»»

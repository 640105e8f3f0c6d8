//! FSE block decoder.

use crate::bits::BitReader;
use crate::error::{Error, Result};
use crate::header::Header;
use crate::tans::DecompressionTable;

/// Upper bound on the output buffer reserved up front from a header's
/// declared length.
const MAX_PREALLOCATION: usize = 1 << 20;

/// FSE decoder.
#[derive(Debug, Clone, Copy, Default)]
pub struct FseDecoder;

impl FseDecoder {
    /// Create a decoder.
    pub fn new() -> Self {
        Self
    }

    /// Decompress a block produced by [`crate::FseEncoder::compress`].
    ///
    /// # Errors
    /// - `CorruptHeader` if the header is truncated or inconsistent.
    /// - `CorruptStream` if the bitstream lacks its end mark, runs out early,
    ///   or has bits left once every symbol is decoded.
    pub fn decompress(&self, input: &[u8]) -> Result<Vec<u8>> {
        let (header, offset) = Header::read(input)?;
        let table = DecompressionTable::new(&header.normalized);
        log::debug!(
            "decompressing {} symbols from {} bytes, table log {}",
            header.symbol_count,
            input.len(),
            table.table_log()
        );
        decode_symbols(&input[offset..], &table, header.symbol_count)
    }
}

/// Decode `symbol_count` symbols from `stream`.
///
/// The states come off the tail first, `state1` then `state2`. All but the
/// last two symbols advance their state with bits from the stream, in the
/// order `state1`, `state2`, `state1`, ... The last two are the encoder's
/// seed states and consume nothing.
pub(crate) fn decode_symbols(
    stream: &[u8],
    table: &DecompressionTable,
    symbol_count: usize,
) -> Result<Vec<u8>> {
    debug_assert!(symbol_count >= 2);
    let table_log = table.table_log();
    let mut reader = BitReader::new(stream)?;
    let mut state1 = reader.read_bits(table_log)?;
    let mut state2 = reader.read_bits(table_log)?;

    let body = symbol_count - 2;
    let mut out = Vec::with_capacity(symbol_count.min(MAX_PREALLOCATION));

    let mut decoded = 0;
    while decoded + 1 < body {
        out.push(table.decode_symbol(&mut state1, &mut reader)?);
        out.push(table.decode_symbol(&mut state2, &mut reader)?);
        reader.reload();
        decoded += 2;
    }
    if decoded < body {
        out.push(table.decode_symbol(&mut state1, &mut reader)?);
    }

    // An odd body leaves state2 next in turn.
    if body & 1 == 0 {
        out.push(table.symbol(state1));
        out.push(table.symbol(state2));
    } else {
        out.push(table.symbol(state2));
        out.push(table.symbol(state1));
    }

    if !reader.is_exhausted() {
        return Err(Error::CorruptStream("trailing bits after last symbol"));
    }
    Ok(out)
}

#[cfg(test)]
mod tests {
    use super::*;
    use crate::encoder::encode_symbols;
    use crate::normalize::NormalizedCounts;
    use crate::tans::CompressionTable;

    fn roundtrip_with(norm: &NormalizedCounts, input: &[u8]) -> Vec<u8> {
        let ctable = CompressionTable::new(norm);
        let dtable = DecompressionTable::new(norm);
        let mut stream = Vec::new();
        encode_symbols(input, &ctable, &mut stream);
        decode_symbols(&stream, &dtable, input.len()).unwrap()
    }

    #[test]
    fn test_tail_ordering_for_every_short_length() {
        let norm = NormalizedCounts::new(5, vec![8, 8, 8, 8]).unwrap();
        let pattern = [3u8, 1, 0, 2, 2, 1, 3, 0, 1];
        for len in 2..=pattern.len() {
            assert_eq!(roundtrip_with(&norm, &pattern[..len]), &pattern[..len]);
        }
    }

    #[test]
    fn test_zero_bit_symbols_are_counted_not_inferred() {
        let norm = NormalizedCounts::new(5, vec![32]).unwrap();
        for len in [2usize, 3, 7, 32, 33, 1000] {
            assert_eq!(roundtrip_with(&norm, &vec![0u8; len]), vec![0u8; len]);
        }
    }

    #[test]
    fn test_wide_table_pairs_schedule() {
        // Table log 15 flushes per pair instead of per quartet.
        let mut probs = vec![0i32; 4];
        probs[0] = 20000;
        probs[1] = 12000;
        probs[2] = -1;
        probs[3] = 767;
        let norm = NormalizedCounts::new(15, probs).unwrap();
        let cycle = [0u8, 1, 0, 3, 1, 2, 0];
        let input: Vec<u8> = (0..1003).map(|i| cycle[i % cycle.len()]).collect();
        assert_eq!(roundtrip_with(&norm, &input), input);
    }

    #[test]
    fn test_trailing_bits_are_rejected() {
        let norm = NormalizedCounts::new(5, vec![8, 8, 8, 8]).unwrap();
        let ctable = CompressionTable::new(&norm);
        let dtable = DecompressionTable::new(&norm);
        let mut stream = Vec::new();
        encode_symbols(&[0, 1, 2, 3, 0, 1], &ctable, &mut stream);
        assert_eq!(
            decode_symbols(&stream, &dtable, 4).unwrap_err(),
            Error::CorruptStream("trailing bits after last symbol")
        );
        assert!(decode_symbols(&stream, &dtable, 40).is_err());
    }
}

««

:: Exercise instructions ::
An unaltered transcription of all the data above is needed.

:: Response ::
repository 640105e8f3f0c6d8
//! FSE block decoder.

use crate::bits::BitReader;
use crate::error::{Error, Result};
use crate::header::Header;
use crate::tans::DecompressionTable;

/// Upper bound on the output buffer reserved up front from a header's
/// declared length.
const MAX_PREALLOCATION: usize = 1 << 20;

/// FSE decoder.
#[derive(Debug, Clone, Copy, Default)]
pub struct FseDecoder;

impl FseDecoder {
    /// Create a decoder.
    pub fn new() -> Self {
        Self
    }

    /// Decompress a block produced by [`crate::FseEncoder::compress`].
    ///
    /// # Errors
    /// - `CorruptHeader` if the header is truncated or inconsistent.
    /// - `CorruptStream` if the bitstream lacks its end mark, runs out early,
    ///   or has bits left once every symbol is decoded.
    pub fn decompress(&self, input: &[u8]) -> Result<Vec<u8>> {
        let (header, offset) = Header::read(input)?;
        let table = DecompressionTable::new(&header.normalized);
        log::debug!(
            "decompressing {} symbols from {} bytes, table log {}",
            header.symbol_count,
            input.len(),
            table.table_log()
        );
        decode_symbols(&input[offset..], &table, header.symbol_count)
    }
}

/// Decode `symbol_count` symbols from `stream`.
///
/// The states come off the tail first, `state1` then `state2`. All but the
/// last two symbols advance their state with bits from the stream, in the
/// order `state1`, `state2`, `state1`, ... The last two are the encoder's
/// seed states and consume nothing.
pub(crate) fn decode_symbols(
    stream: &[u8],
    table: &DecompressionTable,
    symbol_count: usize,
) -> Result<Vec<u8>> {
    debug_assert!(symbol_count >= 2);
    let table_log = table.table_log();
    let mut reader = BitReader::new(stream)?;
    let mut state1 = reader.read_bits(table_log)?;
    let mut state2 = reader.read_bits(table_log)?;

    let body = symbol_count - 2;
    let mut out = Vec::with_capacity(symbol_count.min(MAX_PREALLOCATION));

    let mut decoded = 0;
    while decoded + 1 < body {
        out.push(table.decode_symbol(&mut state1, &mut reader)?);
        out.push(table.decode_symbol(&mut state2, &mut reader)?);
        reader.reload();
        decoded += 2;
    }
    if decoded < body {
        out.push(table.decode_symbol(&mut state1, &mut reader)?);
    }

    // An odd body leaves state2 next in turn.
    if body & 1 == 0 {
        out.push(table.symbol(state1));
        out.push(table.symbol(state2));
    } else {
        out.push(table.symbol(state2));
        out.push(table.symbol(state1));
    }

    if !reader.is_exhausted() {
        return Err(Error::CorruptStream("trailing bits after last symbol"));
    }
    Ok(out)
}

#[cfg(test)]
mod tests {
    use super::*;
    use crate::encoder::encode_symbols;
    use crate::normalize::NormalizedCounts;
    use crate::tans::CompressionTable;

    fn roundtrip_with(norm: &NormalizedCounts, input: &[u8]) -> Vec<u8> {
        let ctable = CompressionTable::new(norm);
        let dtable = DecompressionTable::new(norm);
        let mut stream = Vec::new();
        encode_symbols(input, &ctable, &mut stream);
        decode_symbols(&stream, &dtable, input.len()).unwrap()
    }

    #[test]
    fn test_tail_ordering_for_every_short_length() {
        let norm = NormalizedCounts::new(5, vec![8, 8, 8, 8]).unwrap();
        let pattern = [3u8, 1, 0, 2, 2, 1, 3, 0, 1];
        for len in 2..=pattern.len() {
            assert_eq!(roundtrip_with(&norm, &pattern[..len]), &pattern[..len]);
        }
    }

    #[test]
    fn test_zero_bit_symbols_are_counted_not_inferred() {
        let norm = NormalizedCounts::new(5, vec![32]).unwrap();
        for len in [2usize, 3, 7, 32, 33, 1000] {
            assert_eq!(roundtrip_with(&norm, &vec![0u8; len]), vec![0u8; len]);
        }
    }

    #[test]
    fn test_wide_table_pairs_schedule() {
        // Table log 15 flushes per pair instead of per quartet.
        let mut probs = vec![0i32; 4];
        probs[0] = 20000;
        probs[1] = 12000;
        probs[2] = -1;
        probs[3] = 767;
        let norm = NormalizedCounts::new(15, probs).unwrap();
        let cycle = [0u8, 1, 0, 3, 1, 2, 0];
        let input: Vec<u8> = (0..1003).map(|i| cycle[i % cycle.len()]).collect();
        assert_eq!(roundtrip_with(&norm, &input), input);
    }

    #[test]
    fn test_trailing_bits_are_rejected() {
        let norm = NormalizedCounts::new(5, vec![8, 8, 8, 8]).unwrap();
        let ctable = CompressionTable::new(&norm);
        let dtable = DecompressionTable::new(&norm);
        let mut stream = Vec::new();
        encode_symbols(&[0, 1, 2, 3, 0, 1], &ctable, &mut stream);
        assert_eq!(
            decode_symbols(&stream, &dtable, 4).unwrap_err(),
            Error::CorruptStream("trailing bits after last symbol")
        );
        assert!(decode_symbols(&stream, &dtable, 40).is_err());
    }
}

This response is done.